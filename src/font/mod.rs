//! Font collaborator interface and a cell-based monospace implementation.
//!
//! String gadgets use glyph advances for click-to-cursor and display scrolling;
//! the widget factory uses text widths to size labels.

use unicode_width::UnicodeWidthChar;

/// Glyph metrics supplied by the rendering backend.
pub trait Font {
    /// Horizontal advance of a single glyph in pixels.
    fn advance(&self, ch: char) -> i32;

    fn line_height(&self) -> i32;

    fn text_width(&self, text: &str) -> i32 {
        text.chars().map(|ch| self.advance(ch)).sum()
    }
}

/// Fixed-pitch font measured in terminal-style cells.
///
/// Wide glyphs occupy two cells and zero-width glyphs none, following the
/// Unicode display width of each character.
#[derive(Debug, Clone, Copy, PartialEq, Eq)]
pub struct MonospaceFont {
    pub cell_width: i32,
    pub line_height: i32,
}

impl Default for MonospaceFont {
    fn default() -> Self {
        Self {
            cell_width: 8,
            line_height: 8,
        }
    }
}

impl MonospaceFont {
    pub const fn new(cell_width: i32, line_height: i32) -> Self {
        Self {
            cell_width,
            line_height,
        }
    }
}

impl Font for MonospaceFont {
    fn advance(&self, ch: char) -> i32 {
        UnicodeWidthChar::width(ch).unwrap_or(0) as i32 * self.cell_width
    }

    fn line_height(&self) -> i32 {
        self.line_height
    }

    fn text_width(&self, text: &str) -> i32 {
        display_width(text) as i32 * self.cell_width
    }
}

/// Compute the display width of a string after stripping ANSI escapes.
pub fn display_width(text: &str) -> usize {
    let clean = strip_ansi_escapes::strip(text);
    let clean_str = String::from_utf8_lossy(&clean);
    unicode_width::UnicodeWidthStr::width(&*clean_str)
}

•••

§ **REQUIRED WORK**
Repeat the entries exactly as they appear.

§ **REPLY TO THE EXERCISE**
filename src/font/mod.rs
//! Font collaborator interface and a cell-based monospace implementation.
//!
//! String gadgets use glyph advances for click-to-cursor and display scrolling;
//! the widget factory uses text widths to size labels.

use unicode_width::UnicodeWidthChar;

/// Glyph metrics supplied by the rendering backend.
pub trait Font {
    /// Horizontal advance of a single glyph in pixels.
    fn advance(&self, ch: char) -> i32;

    fn line_height(&self) -> i32;

    fn text_width(&self, text: &str) -> i32 {
        text.chars().map(|ch| self.advance(ch)).sum()
    }
}

/// Fixed-pitch font measured in terminal-style cells.
///
/// Wide glyphs occupy two cells and zero-width glyphs none, following the
/// Unicode display width of each character.
#[derive(Debug, Clone, Copy, PartialEq, Eq)]
pub struct MonospaceFont {
    pub cell_width: i32,
    pub line_height: i32,
}

impl Default for MonospaceFont {
    fn default() -> Self {
        Self {
            cell_width: 8,
            line_height: 8,
        }
    }
}

impl MonospaceFont {
    pub const fn new(cell_width: i32, line_height: i32) -> Self {
        Self {
            cell_width,
            line_height,
        }
    }
}

impl Font for MonospaceFont {
    fn advance(&self, ch: char) -> i32 {
        UnicodeWidthChar::width(ch).unwrap_or(0) as i32 * self.cell_width
    }

    fn line_height(&self) -> i32 {
        self.line_height
    }

    fn text_width(&self, text: &str) -> i32 {
        display_width(text) as i32 * self.cell_width
    }
}

/// Compute the display width of a string after stripping ANSI escapes.
pub fn display_width(text: &str) -> usize {
    let clean = strip_ansi_escapes::strip(text);
    let clean_str = String::from_utf8_lossy(&clean);
    unicode_width::UnicodeWidthStr::width(&*clean_str)
}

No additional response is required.